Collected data
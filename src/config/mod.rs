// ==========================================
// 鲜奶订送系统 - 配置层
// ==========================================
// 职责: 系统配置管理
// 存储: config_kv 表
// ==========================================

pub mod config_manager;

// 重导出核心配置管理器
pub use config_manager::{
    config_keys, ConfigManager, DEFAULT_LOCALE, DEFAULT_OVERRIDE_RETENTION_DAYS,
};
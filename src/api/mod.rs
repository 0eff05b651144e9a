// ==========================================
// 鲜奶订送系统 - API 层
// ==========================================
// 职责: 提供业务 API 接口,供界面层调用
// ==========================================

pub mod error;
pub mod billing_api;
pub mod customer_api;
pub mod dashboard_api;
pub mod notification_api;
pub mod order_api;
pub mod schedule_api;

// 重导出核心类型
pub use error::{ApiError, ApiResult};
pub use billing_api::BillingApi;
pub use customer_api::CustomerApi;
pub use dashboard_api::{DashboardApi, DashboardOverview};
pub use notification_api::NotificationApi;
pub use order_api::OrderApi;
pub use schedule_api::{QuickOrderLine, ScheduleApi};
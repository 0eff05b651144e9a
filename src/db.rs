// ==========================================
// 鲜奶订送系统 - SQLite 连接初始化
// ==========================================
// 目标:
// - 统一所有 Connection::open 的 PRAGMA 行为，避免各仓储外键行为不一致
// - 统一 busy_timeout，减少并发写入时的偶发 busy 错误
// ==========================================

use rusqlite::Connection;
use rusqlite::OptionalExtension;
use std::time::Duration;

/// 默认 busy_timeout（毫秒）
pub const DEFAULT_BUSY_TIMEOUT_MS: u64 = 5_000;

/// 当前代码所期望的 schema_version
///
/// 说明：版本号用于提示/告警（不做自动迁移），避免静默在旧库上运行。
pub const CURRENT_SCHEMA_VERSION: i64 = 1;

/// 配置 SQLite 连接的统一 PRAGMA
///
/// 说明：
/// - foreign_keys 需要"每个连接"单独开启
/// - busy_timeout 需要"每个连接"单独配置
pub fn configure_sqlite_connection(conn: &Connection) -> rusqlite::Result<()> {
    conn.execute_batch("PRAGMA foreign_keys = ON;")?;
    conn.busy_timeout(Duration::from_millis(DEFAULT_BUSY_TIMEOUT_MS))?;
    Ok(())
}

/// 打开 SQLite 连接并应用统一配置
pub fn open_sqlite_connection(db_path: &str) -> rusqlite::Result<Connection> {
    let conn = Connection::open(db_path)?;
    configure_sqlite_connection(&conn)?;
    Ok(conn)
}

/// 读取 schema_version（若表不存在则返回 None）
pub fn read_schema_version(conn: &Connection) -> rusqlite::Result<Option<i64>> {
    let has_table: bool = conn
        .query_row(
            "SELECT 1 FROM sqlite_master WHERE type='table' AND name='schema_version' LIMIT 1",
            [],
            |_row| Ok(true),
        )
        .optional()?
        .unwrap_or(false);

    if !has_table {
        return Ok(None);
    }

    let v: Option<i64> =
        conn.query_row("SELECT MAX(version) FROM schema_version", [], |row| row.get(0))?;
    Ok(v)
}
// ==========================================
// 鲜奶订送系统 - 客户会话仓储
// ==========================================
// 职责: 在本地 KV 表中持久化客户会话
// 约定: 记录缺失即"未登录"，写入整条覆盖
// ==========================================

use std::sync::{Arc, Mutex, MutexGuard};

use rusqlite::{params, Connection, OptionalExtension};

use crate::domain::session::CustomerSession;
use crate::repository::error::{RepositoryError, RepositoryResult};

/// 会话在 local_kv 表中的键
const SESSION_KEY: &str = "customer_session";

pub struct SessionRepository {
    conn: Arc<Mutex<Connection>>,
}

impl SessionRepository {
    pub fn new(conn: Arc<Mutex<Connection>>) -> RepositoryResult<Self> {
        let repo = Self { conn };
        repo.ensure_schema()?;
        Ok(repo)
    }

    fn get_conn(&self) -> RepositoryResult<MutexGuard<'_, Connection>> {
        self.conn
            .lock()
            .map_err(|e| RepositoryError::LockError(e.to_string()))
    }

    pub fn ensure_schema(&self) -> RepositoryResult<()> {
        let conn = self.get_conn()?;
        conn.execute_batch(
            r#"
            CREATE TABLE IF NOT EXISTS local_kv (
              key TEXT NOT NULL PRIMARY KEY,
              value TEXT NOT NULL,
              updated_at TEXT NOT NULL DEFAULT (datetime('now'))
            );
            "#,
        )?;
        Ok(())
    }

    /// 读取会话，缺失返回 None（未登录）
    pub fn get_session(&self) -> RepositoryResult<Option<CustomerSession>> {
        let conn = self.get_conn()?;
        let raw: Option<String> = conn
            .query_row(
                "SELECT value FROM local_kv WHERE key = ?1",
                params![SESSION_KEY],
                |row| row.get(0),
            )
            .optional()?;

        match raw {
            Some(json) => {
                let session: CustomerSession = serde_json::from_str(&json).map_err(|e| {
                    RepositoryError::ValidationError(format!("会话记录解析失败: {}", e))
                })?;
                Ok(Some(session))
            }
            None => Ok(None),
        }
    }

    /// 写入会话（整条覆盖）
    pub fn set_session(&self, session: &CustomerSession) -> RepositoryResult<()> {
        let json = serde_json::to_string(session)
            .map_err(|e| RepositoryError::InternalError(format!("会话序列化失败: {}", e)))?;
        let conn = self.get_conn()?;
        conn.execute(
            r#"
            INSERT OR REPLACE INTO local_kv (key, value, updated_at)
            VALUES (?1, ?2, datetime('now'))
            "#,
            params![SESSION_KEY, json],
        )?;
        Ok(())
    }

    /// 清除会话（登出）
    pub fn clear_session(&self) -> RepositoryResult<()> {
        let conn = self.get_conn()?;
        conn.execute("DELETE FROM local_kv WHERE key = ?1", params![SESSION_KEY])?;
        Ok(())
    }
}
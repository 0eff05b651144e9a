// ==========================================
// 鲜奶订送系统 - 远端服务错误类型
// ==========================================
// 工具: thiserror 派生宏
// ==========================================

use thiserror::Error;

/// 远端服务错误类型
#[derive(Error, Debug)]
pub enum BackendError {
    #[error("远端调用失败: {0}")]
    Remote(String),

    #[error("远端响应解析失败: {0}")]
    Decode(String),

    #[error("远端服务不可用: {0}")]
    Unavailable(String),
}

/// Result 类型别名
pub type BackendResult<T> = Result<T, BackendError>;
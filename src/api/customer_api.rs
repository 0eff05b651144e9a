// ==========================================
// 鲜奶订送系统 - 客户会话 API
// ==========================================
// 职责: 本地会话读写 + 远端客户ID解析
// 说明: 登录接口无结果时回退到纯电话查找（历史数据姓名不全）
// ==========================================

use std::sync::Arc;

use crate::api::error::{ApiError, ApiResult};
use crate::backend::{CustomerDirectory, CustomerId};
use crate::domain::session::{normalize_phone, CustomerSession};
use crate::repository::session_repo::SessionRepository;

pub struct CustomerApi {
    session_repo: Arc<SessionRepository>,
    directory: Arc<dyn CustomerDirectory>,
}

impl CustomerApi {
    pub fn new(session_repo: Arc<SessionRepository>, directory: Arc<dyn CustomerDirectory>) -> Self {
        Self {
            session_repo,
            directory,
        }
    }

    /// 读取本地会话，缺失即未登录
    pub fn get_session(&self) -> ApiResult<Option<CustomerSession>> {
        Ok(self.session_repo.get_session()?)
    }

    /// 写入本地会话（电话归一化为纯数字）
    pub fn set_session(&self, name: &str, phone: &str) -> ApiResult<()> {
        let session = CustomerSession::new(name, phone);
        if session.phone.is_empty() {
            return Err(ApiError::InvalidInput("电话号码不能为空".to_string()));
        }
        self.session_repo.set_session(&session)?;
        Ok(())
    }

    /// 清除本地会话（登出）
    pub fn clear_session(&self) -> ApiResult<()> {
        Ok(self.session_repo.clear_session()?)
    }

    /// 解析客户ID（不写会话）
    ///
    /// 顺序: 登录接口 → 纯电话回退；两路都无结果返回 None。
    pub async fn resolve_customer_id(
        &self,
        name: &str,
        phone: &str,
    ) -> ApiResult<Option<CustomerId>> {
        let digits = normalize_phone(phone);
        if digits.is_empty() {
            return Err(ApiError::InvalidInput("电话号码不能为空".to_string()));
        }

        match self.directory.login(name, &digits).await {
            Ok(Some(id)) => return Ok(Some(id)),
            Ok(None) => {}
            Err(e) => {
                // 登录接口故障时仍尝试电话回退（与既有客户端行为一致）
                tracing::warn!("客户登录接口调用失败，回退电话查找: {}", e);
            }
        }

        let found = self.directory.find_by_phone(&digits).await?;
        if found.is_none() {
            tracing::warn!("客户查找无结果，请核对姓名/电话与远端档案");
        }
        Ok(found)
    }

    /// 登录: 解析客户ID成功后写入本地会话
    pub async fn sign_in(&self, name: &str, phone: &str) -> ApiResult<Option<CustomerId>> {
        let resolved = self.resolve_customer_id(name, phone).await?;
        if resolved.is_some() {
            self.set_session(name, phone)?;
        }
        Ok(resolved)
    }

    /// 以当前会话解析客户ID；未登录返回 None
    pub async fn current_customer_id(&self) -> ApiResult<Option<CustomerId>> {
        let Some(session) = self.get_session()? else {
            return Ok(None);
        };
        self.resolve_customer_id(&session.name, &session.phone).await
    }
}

TASK OBJECTIVE
Reply with the lines from the first line of the entries through the line that contains "use rusqlite::Connection;", repeated exactly with both ends kept, and with nothing else.

RESPONSE BOX
filename src/config/mod.rs
// ==========================================
// 鲜奶订送系统 - 配置层
// ==========================================
// 职责: 系统配置管理
// 存储: config_kv 表
// ==========================================

pub mod config_manager;

// 重导出核心配置管理器
pub use config_manager::{
    config_keys, ConfigManager, DEFAULT_LOCALE, DEFAULT_OVERRIDE_RETENTION_DAYS,
};
filename src/api/mod.rs
repository 0eff05b651144e9a
// ==========================================
// 鲜奶订送系统 - API 层
// ==========================================
// 职责: 提供业务 API 接口,供界面层调用
// ==========================================

pub mod error;
pub mod billing_api;
pub mod customer_api;
pub mod dashboard_api;
pub mod notification_api;
pub mod order_api;
pub mod schedule_api;

// 重导出核心类型
pub use error::{ApiError, ApiResult};
pub use billing_api::BillingApi;
pub use customer_api::CustomerApi;
pub use dashboard_api::{DashboardApi, DashboardOverview};
pub use notification_api::NotificationApi;
pub use order_api::OrderApi;
pub use schedule_api::{QuickOrderLine, ScheduleApi};
repository 0eff05b651144e9a
filename src/db.rs
// ==========================================
// 鲜奶订送系统 - SQLite 连接初始化
// ==========================================
// 目标:
// - 统一所有 Connection::open 的 PRAGMA 行为，避免各仓储外键行为不一致
// - 统一 busy_timeout，减少并发写入时的偶发 busy 错误
// ==========================================

use rusqlite::Connection;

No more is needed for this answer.